Google Already Answered the Question
Try something for me. Open Google and search for a question one of your customers might ask before they find you. Not your business name. The kind of thing someone types when they have a problem and don't know who to call yet.
I searched "loading dock safety." It's the kind of thing a warehouse manager might Google after a near-miss, or before a compliance audit. Here's what came up.
Before the ads. Before the blue links. Google has already written a full guide. It's listed key safety measures, described best practices, and even included tips for compliance. A warehouse manager reading that might get everything they need without scrolling down at all.
This is Google's AI Overview. If you haven't noticed it yet, you will.
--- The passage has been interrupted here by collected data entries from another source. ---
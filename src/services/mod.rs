pub mod balance;
pub mod companies;
pub mod invites;
pub mod login;
pub mod optimizer;
pub mod refresh_tokens;
pub mod seed;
It shows up on more and more searches, and it's doing something that used to be the customer's job: reading the websites, pulling out the key information, and writing a summary.
Now look at one of the businesses that keeps showing up in these results.
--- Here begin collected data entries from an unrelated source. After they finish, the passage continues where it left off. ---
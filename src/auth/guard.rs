//! Authorization guard. Each handler declares the permission set it
//! requires and calls [`require`] (or [`require_or_self`]) against the
//! request context before touching any data.

use uuid::Uuid;

use crate::auth::ActorType;
use crate::context::RequestContext;
use crate::error::ApiError;

/// Operations covered by the mobile self rule.
#[derive(Debug, Clone, Copy, PartialEq, Eq)]
pub enum SelfOperation {
    ReadSelf,
    UpdateSelf,
}

/// Allow when the requirement is empty, the actor is a superadmin, or
/// every required permission is present. An unauthenticated context is
/// rejected as such rather than as forbidden.
pub fn require(ctx: &RequestContext, required: &[&str]) -> Result<(), ApiError> {
    if required.is_empty() || ctx.is_super_admin {
        return Ok(());
    }
    if ctx.user_id.is_none() {
        return Err(ApiError::unauthenticated("Authentication required"));
    }
    match required
        .iter()
        .find(|p| !ctx.permissions.iter().any(|have| have == *p))
    {
        None => Ok(()),
        Some(missing) => Err(ApiError::forbidden(format!(
            "Missing permission: {}",
            missing
        ))),
    }
}

/// Mobile actors operating on their own record ("read self" / "update
/// self") are allowed regardless of the declared permission set.
pub fn require_or_self(
    ctx: &RequestContext,
    required: &[&str],
    target_mobile_user_id: Uuid,
    _operation: SelfOperation,
) -> Result<(), ApiError> {
    if ctx.actor_type == ActorType::Mobile && ctx.user_id == Some(target_mobile_user_id) {
        return Ok(());
    }
    require(ctx, required)
}

#[cfg(test)]
mod tests {
    use super::*;

    fn ctx(permissions: &[&str], is_super_admin: bool, actor_type: ActorType) -> RequestContext {
        RequestContext {
            user_id: Some(Uuid::new_v4()),
            actor_type,
            company_id: Some(Uuid::new_v4()),
            branch_id: None,
            is_super_admin,
            role_name: None,
            permissions: permissions.iter().map(|p| p.to_string()).collect(),
        }
    }

    #[test]
    fn empty_requirement_allows_anyone() {
        assert!(require(&RequestContext::anonymous(), &[]).is_ok());
    }

    #[test]
    fn superadmin_bypasses_permission_check() {
        let context = ctx(&[], true, ActorType::Web);
        assert!(require(&context, &["missions:create"]).is_ok());
    }

    #[test]
    fn all_required_permissions_must_be_present() {
        let context = ctx(&["missions:read", "missions:create"], false, ActorType::Web);
        assert!(require(&context, &["missions:create"]).is_ok());
        let denied = require(&context, &["missions:create", "vehicles:create"]).unwrap_err();
        assert_eq!(denied.status_code(), 403);
    }

    #[test]
    fn anonymous_gets_unauthenticated_not_forbidden() {
        let err = require(&RequestContext::anonymous(), &["missions:read"]).unwrap_err();
        assert_eq!(err.status_code(), 401);
    }

    #[test]
    fn mobile_self_access_skips_permissions() {
        let context = ctx(&[], false, ActorType::Mobile);
        let own_id = context.user_id.unwrap();
        assert!(require_or_self(&context, &["mobile:manage"], own_id, SelfOperation::ReadSelf).is_ok());

        let other = Uuid::new_v4();
        let denied =
            require_or_self(&context, &["mobile:manage"], other, SelfOperation::UpdateSelf);
        assert_eq!(denied.unwrap_err().status_code(), 403);
    }

    #[test]
    fn web_actor_cannot_use_self_rule() {
        let context = ctx(&[], false, ActorType::Web);
        let own_id = context.user_id.unwrap();
        let denied =
            require_or_self(&context, &["mobile:manage"], own_id, SelfOperation::ReadSelf);
        assert_eq!(denied.unwrap_err().status_code(), 403);
    }
}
That's Verge Safety Barriers. We've worked with them for a while, and one of the things we focused on was building out detailed content pages for every area of their expertise. Loading dock safety. Driver safe zones. Warehouse hazard reduction. Not vague marketing copy. Specific, useful information about real problems their customers face.
That content is exactly what Google's AI is looking for. When it writes a summary about loading dock safety, it pulls from pages that actually say something. Verge shows up because their site gives the AI real substance to work with. Businesses with a homepage that says "we provide quality solutions" don't.
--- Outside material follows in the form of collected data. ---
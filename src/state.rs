use sqlx::PgPool;

use crate::services::optimizer::OptimizerClient;

/// Shared application state handed to every route.
#[derive(Clone)]
pub struct AppState {
    pub pool: PgPool,
    pub optimizer: OptimizerClient,
}

impl AppState {
    pub fn new(pool: PgPool) -> Self {
        Self {
            pool,
            optimizer: OptimizerClient::from_config(),
        }
    }
}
You don't control what Google's AI writes about you. But you do control what it has to work with. Specific descriptions of what you do. Detailed content about the problems you solve. Accurate, up-to-date information that a machine can read and relay.
It's not that different from the old days, really. In the Yellow Pages, a good ad with the right details got you the call. Online, good content with the right information gets you into the summary.
The format keeps changing. What earns attention hasn't.
Away from the keyboard: Caves Beach with Panda. He has zero opinions about Google's AI Overview, and honestly that's the energy I needed.
The speech bubble was made with Google's Nano Banana 2, their latest image generation model. You give it a photo and a text prompt and it edits the image. I asked it to add a speech bubble. Took about three seconds.